Task objective.
Wherever the word "await" shows up in the data, report the line it sits in.

Saved data entries:

▽

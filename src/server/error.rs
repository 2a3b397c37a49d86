use axum::http::StatusCode;
use axum::response::{IntoResponse, Response};
use axum::Json;
use tracing::error;

use crate::device::{ApproveError, ErrorBody, ErrorCode, StartError, StoreError};

/// Error half of every handler. Bodies are always `{ "error": <code> }`.
#[derive(Debug)]
pub enum ApiError {
    Domain(StatusCode, ErrorCode),
    Unavailable(String),
}

impl IntoResponse for ApiError {
    fn into_response(self) -> Response {
        let (status, code) = match self {
            Self::Domain(status, code) => (status, code),
            Self::Unavailable(reason) => {
                error!(reason = %reason, "request failed on infrastructure");
                (
                    StatusCode::SERVICE_UNAVAILABLE,
                    ErrorCode::TemporarilyUnavailable,
                )
            }
        };
        (status, Json(ErrorBody { error: code })).into_response()
    }
}

impl From<StoreError> for ApiError {
    fn from(error: StoreError) -> Self {
        Self::Unavailable(error.to_string())
    }
}

impl From<StartError> for ApiError {
    fn from(error: StartError) -> Self {
        Self::Unavailable(error.to_string())
    }
}

impl From<ApproveError> for ApiError {
    fn from(error: ApproveError) -> Self {
        match error {
            ApproveError::UnknownUserCode => {
                Self::Domain(StatusCode::NOT_FOUND, ErrorCode::UnknownUserCode)
            }
            ApproveError::AlreadyUsed => Self::Domain(StatusCode::CONFLICT, ErrorCode::AlreadyUsed),
            ApproveError::Expired => Self::Domain(StatusCode::GONE, ErrorCode::Expired),
            ApproveError::Store(store) => store.into(),
        }
    }
}

impl From<tokio::task::JoinError> for ApiError {
    fn from(error: tokio::task::JoinError) -> Self {
        Self::Unavailable(error.to_string())
    }
}
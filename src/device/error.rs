use thiserror::Error;

use super::store::StoreError;

/// Failures of [`DeviceAuthService::start`](super::DeviceAuthService::start).
#[derive(Debug, Error)]
pub enum StartError {
    #[error("Could not allocate unique codes after {attempts} attempts")]
    CodeSpaceExhausted { attempts: u32 },
    #[error(transparent)]
    Store(#[from] StoreError),
}

/// Failures of [`DeviceAuthService::approve`](super::DeviceAuthService::approve).
///
/// None of these variants carry key material.
#[derive(Debug, Error)]
pub enum ApproveError {
    #[error("Unknown user code")]
    UnknownUserCode,
    #[error("Code already used")]
    AlreadyUsed,
    #[error("Code expired")]
    Expired,
    #[error(transparent)]
    Store(#[from] StoreError),
}
use keygate::device::{ApproveError, ErrorCode, StartError, StoreError};
use keygate::error::{ErrorCategory, KeygateError, RecoverySuggestion};

#[test]
fn store_failures_are_retryable() {
    let err = KeygateError::from(StoreError::Unavailable("down".to_string()));
    assert_eq!(err.category(), ErrorCategory::Storage);
    assert!(err.is_retryable());
    assert_eq!(err.recovery_suggestion(), RecoverySuggestion::RetryWithBackoff);
}

#[test]
fn ended_flows_suggest_restarting_login() {
    for err in [
        KeygateError::Flow(ErrorCode::Expired),
        KeygateError::Approve(ApproveError::AlreadyUsed),
        KeygateError::Api {
            status: 410,
            message: "expired".to_string(),
            code: Some(ErrorCode::Expired),
        },
    ] {
        assert_eq!(err.category(), ErrorCategory::Flow, "{err}");
        assert!(!err.is_retryable());
        assert_eq!(err.recovery_suggestion(), RecoverySuggestion::RestartLogin);
    }
}

#[test]
fn server_unavailability_is_retryable() {
    let err = KeygateError::Api {
        status: 503,
        message: "temporarily_unavailable".to_string(),
        code: Some(ErrorCode::TemporarilyUnavailable),
    };
    assert_eq!(err.category(), ErrorCategory::Server);
    assert!(err.is_retryable());

    assert_eq!(KeygateError::api(502, "bad gateway").category(), ErrorCategory::Server);
    assert_eq!(KeygateError::api(418, "teapot").category(), ErrorCategory::Api);
}

#[test]
fn exhausted_code_space_surfaces_as_unavailable() {
    let err = KeygateError::from(StartError::CodeSpaceExhausted { attempts: 8 });
    assert!(err.is_retryable());
    assert!(err.to_string().contains("503"));
}

#[test]
fn configuration_errors_point_at_configuration() {
    let err = KeygateError::Configuration("KEYGATE_BIND has an invalid value".to_string());
    assert_eq!(err.category(), ErrorCategory::Configuration);
    assert_eq!(
        err.recovery_suggestion(),
        RecoverySuggestion::CheckConfiguration
    );
}

#[test]
fn approve_store_failure_is_storage() {
    let err = KeygateError::from(ApproveError::Store(StoreError::Io("disk full".to_string())));
    assert_eq!(err.category(), ErrorCategory::Storage);
}
//! CLI handlers for login, approve, status, and logout.

use chrono::Utc;

use crate::client::{CredentialStore, FileCredentialStore, LoginClient, StoredCredential};
use crate::config::KeygateConfig;
use crate::device::codes::fingerprint;
use crate::error::Result;

/// Handle `keygate login`.
pub async fn handle_login(config: &KeygateConfig, name: Option<&str>) -> Result<()> {
    let client = LoginClient::new(config.server_url.clone());
    let session = client.start(name).await?;

    println!("Visit: {}", session.verification_uri_complete);
    println!("Or open {} and enter: {}", session.verification_uri, session.user_code);
    println!("Waiting for approval...");

    let key = client.wait_for_key(&session).await?;
    let store = FileCredentialStore::new(&config.credential_dir);
    store.save(&StoredCredential {
        key,
        server_url: client.base_url().to_string(),
        client_name: name.map(str::to_string),
        obtained_at: Utc::now(),
    })?;
    println!("Logged in. Key saved to {}", store.path().display());
    Ok(())
}

/// Handle `keygate approve <code>`.
pub async fn handle_approve(config: &KeygateConfig, user_code: &str) -> Result<()> {
    let client = LoginClient::new(config.server_url.clone());
    let approved = client.approve(user_code).await?;
    match approved.client_name {
        Some(name) => println!("Approved {} ({name})", approved.user_code),
        None => println!("Approved {}", approved.user_code),
    }
    Ok(())
}

/// Handle `keygate status`.
pub async fn handle_status(config: &KeygateConfig) -> Result<()> {
    let store = FileCredentialStore::new(&config.credential_dir);
    match store.load()? {
        Some(credential) => {
            println!("Logged in to {}", credential.server_url);
            println!("  key: {}", fingerprint(credential.key.expose()));
            println!("  since: {}", credential.obtained_at.to_rfc3339());
        }
        None => println!("Not logged in"),
    }
    Ok(())
}

/// Handle `keygate logout`.
pub async fn handle_logout(config: &KeygateConfig) -> Result<()> {
    FileCredentialStore::new(&config.credential_dir).clear()?;
    println!("Logged out");
    Ok(())
}
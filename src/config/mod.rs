//! Configuration system (layered: defaults < env < code).

use std::net::SocketAddr;
use std::path::PathBuf;
use std::str::FromStr;
use std::time::Duration as StdDuration;

use chrono::Duration;

use crate::device::reaper::{DEFAULT_REAP_INTERVAL_SECS, DEFAULT_RETENTION_SECS};
use crate::device::service::{
    DEFAULT_CLIENT_NAME_MAX_LEN, DEFAULT_INTERVAL_SECS, DEFAULT_TTL_SECS,
    DEFAULT_VERIFICATION_URI,
};
use crate::device::FlowSettings;
use crate::error::{KeygateError, Result};

pub const DEFAULT_BIND: &str = "127.0.0.1:8787";
pub const DEFAULT_SERVER_URL: &str = "http://127.0.0.1:8787";

/// Server and client settings.
///
/// Resolution order:
/// 1. Values set in code (`with_*`)
/// 2. `KEYGATE_*` environment variables (a `.env` file is loaded first)
/// 3. Built-in defaults
#[derive(Debug, Clone)]
pub struct KeygateConfig {
    pub ttl: Duration,
    pub interval_secs: u64,
    pub verification_uri: String,
    pub client_name_max_len: usize,
    pub retention: Duration,
    pub reap_interval: StdDuration,
    pub bind: SocketAddr,
    pub store_dir: PathBuf,
    pub credential_dir: PathBuf,
    pub server_url: String,
}

impl Default for KeygateConfig {
    fn default() -> Self {
        let home = default_keygate_dir();
        Self {
            ttl: Duration::seconds(DEFAULT_TTL_SECS),
            interval_secs: DEFAULT_INTERVAL_SECS,
            verification_uri: DEFAULT_VERIFICATION_URI.to_string(),
            client_name_max_len: DEFAULT_CLIENT_NAME_MAX_LEN,
            retention: Duration::seconds(DEFAULT_RETENTION_SECS),
            reap_interval: StdDuration::from_secs(DEFAULT_REAP_INTERVAL_SECS),
            bind: SocketAddr::from(([127, 0, 0, 1], 8787)),
            store_dir: home.join("authorizations"),
            credential_dir: home,
            server_url: DEFAULT_SERVER_URL.to_string(),
        }
    }
}

impl KeygateConfig {
    /// Load from environment variables (`KEYGATE_TTL_SECS`, `KEYGATE_BIND`, ...).
    pub fn from_env() -> Result<Self> {
        let _ = dotenvy::dotenv(); // load .env if present, ignore error
        Self::from_lookup(|key| std::env::var(key).ok())
    }

    /// Same as [`from_env`](Self::from_env) with an arbitrary variable source.
    pub fn from_lookup(lookup: impl Fn(&str) -> Option<String>) -> Result<Self> {
        let mut config = Self::default();

        if let Some(secs) = parse_var::<i64>(&lookup, "KEYGATE_TTL_SECS")? {
            if secs <= 0 {
                return Err(KeygateError::Configuration(
                    "KEYGATE_TTL_SECS must be positive".to_string(),
                ));
            }
            config.ttl = Duration::seconds(secs);
        }
        if let Some(secs) = parse_var(&lookup, "KEYGATE_INTERVAL_SECS")? {
            config.interval_secs = secs;
        }
        if let Some(uri) = lookup("KEYGATE_VERIFICATION_URI") {
            config.verification_uri = uri;
        }
        if let Some(len) = parse_var(&lookup, "KEYGATE_CLIENT_NAME_MAX_LEN")? {
            config.client_name_max_len = len;
        }
        if let Some(secs) = parse_var::<i64>(&lookup, "KEYGATE_RETENTION_SECS")? {
            config.retention = Duration::seconds(secs.max(0));
        }
        if let Some(secs) = parse_var::<u64>(&lookup, "KEYGATE_REAP_INTERVAL_SECS")? {
            config.reap_interval = StdDuration::from_secs(secs.max(1));
        }
        if let Some(bind) = parse_var(&lookup, "KEYGATE_BIND")? {
            config.bind = bind;
        }
        if let Some(dir) = lookup("KEYGATE_STORE_DIR") {
            config.store_dir = PathBuf::from(dir);
        }
        if let Some(dir) = lookup("KEYGATE_CREDENTIAL_DIR") {
            config.credential_dir = PathBuf::from(dir);
        }
        if let Some(url) = lookup("KEYGATE_SERVER_URL") {
            config.server_url = url.trim_end_matches('/').to_string();
        }

        Ok(config)
    }

    pub fn with_store_dir(mut self, dir: impl Into<PathBuf>) -> Self {
        self.store_dir = dir.into();
        self
    }

    pub fn with_credential_dir(mut self, dir: impl Into<PathBuf>) -> Self {
        self.credential_dir = dir.into();
        self
    }

    pub fn with_server_url(mut self, url: impl Into<String>) -> Self {
        self.server_url = url.into();
        self
    }

    pub fn with_bind(mut self, bind: SocketAddr) -> Self {
        self.bind = bind;
        self
    }

    /// Settings applied to newly issued authorizations.
    pub fn flow_settings(&self) -> FlowSettings {
        FlowSettings::builder()
            .ttl(self.ttl)
            .interval_secs(self.interval_secs)
            .verification_uri(self.verification_uri.clone())
            .client_name_max_len(self.client_name_max_len)
            .build()
    }
}

fn parse_var<T: FromStr>(
    lookup: &impl Fn(&str) -> Option<String>,
    key: &str,
) -> Result<Option<T>> {
    match lookup(key) {
        None => Ok(None),
        Some(raw) => raw.trim().parse().map(Some).map_err(|_| {
            KeygateError::Configuration(format!("{key} has an invalid value: {raw:?}"))
        }),
    }
}

fn default_keygate_dir() -> PathBuf {
    directories::UserDirs::new()
        .map(|dirs| dirs.home_dir().join(".keygate"))
        .unwrap_or_else(|| PathBuf::from(".keygate"))
}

△

Exercise output.
    let session = client.start(name).await?;
    let key = client.wait_for_key(&session).await?;
    let approved = client.approve(user_code).await?;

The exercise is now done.